Excerpts from a dataset:

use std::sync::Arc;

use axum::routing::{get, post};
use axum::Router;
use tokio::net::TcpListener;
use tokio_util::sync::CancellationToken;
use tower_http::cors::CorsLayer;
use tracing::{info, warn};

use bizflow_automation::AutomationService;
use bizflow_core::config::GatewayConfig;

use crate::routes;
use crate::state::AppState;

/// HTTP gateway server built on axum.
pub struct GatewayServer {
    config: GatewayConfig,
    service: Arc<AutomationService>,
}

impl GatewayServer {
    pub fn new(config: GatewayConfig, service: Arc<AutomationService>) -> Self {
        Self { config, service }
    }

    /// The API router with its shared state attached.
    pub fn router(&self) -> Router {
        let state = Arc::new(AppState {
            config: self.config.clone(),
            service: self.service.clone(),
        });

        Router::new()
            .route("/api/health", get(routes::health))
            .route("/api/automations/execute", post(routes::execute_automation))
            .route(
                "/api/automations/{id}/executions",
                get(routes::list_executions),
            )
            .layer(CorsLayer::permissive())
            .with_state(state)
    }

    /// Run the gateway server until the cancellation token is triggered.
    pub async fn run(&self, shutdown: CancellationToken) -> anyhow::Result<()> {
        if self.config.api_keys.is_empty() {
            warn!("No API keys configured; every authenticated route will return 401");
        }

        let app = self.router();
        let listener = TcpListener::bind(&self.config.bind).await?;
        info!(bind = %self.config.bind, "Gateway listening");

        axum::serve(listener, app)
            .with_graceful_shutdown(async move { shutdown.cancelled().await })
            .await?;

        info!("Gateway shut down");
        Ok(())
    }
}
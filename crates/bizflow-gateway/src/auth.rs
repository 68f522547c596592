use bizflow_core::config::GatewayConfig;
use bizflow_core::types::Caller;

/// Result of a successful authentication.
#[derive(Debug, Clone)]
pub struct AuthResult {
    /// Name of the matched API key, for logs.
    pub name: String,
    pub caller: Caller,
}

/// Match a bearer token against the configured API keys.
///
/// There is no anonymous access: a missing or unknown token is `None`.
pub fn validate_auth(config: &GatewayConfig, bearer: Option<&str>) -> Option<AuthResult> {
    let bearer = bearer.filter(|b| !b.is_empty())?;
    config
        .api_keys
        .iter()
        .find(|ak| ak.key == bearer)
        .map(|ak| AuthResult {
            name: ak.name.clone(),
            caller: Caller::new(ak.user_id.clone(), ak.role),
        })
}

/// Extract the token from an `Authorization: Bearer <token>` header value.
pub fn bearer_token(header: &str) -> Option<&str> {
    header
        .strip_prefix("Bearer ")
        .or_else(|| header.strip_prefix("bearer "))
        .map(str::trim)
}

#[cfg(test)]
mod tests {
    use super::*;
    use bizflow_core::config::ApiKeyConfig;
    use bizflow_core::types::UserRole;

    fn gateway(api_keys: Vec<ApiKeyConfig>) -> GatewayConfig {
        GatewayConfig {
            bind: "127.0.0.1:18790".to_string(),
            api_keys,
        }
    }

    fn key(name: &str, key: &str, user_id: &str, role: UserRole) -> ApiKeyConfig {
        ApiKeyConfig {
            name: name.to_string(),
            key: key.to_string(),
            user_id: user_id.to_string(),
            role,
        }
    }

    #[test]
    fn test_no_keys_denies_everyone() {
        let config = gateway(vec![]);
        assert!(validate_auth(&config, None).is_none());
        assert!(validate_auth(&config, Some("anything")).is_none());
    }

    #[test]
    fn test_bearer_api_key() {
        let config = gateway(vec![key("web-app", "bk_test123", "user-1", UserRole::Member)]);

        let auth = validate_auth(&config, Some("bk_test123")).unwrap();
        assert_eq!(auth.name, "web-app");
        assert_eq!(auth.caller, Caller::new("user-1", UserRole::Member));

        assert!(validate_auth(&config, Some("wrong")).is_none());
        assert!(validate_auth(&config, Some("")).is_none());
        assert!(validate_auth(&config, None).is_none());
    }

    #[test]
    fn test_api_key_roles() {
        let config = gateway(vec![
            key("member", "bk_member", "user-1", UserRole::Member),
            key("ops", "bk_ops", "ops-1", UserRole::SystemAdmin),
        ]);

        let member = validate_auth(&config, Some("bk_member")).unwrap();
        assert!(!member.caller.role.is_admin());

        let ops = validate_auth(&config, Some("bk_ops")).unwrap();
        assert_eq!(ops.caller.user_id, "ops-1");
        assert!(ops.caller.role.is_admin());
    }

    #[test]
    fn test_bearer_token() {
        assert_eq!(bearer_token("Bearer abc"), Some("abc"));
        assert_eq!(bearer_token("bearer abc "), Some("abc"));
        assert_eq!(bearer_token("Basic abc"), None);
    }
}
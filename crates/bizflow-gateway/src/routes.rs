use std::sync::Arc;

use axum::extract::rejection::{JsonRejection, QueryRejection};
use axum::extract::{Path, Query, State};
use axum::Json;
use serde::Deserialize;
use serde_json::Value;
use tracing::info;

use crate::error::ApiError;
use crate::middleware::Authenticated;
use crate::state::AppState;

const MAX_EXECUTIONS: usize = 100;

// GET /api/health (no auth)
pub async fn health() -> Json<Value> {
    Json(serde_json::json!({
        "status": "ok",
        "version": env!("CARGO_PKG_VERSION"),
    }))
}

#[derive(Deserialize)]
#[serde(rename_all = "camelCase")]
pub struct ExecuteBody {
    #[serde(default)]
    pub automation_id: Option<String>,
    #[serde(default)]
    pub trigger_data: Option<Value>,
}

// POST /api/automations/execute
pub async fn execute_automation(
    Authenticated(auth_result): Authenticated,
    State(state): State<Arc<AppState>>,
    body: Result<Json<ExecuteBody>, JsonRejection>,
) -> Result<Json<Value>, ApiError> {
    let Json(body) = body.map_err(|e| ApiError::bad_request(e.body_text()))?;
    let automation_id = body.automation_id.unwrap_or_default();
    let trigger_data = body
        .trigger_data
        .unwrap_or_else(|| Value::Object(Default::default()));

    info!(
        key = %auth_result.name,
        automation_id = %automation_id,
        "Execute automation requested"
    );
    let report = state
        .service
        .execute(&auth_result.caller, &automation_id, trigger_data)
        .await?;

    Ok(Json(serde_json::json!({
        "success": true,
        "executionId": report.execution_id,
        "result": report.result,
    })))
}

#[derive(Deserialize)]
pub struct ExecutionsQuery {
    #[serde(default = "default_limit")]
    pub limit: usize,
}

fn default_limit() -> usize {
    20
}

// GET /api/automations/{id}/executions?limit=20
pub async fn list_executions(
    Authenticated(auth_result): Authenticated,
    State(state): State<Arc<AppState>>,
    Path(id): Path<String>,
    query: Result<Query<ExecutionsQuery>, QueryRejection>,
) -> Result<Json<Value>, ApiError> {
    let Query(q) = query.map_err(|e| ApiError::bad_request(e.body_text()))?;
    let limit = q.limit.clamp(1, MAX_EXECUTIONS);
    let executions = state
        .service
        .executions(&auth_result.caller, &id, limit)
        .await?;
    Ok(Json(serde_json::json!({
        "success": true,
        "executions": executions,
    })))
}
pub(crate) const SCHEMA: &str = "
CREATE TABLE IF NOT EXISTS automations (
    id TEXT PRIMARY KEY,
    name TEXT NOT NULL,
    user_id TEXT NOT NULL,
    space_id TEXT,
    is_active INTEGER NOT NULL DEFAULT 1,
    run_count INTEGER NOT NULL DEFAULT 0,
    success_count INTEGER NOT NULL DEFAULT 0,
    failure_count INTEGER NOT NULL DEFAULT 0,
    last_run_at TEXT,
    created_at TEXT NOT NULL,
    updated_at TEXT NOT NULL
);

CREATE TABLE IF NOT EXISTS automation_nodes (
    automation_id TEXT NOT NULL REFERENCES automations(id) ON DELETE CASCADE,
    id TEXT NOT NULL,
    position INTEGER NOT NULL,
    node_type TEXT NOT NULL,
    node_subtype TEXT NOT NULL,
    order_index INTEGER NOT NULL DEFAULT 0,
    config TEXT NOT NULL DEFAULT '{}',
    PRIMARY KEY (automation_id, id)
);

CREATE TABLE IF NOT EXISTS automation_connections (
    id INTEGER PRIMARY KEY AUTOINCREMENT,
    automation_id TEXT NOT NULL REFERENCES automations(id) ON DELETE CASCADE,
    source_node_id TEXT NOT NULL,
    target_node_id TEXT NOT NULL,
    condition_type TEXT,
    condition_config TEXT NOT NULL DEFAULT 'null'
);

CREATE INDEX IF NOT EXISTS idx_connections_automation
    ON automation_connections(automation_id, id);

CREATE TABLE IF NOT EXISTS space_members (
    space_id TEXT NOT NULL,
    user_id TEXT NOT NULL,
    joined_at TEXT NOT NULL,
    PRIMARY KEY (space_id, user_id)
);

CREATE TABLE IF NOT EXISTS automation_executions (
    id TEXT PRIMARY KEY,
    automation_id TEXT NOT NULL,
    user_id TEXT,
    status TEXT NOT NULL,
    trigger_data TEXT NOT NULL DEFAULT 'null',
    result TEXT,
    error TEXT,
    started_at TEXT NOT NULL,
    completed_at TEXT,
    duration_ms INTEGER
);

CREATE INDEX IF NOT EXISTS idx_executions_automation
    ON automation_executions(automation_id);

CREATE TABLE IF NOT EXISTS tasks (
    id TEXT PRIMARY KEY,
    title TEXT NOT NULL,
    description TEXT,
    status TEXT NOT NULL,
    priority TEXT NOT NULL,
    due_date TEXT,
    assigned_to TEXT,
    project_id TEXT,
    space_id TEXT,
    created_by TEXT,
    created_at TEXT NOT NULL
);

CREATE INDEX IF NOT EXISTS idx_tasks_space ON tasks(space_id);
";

#### [Problem details]
What lines in the entries above include the string "usize"? Return each one.

#### [Exercise solution]
const MAX_EXECUTIONS: usize = 100;
    pub limit: usize,
fn default_limit() -> usize {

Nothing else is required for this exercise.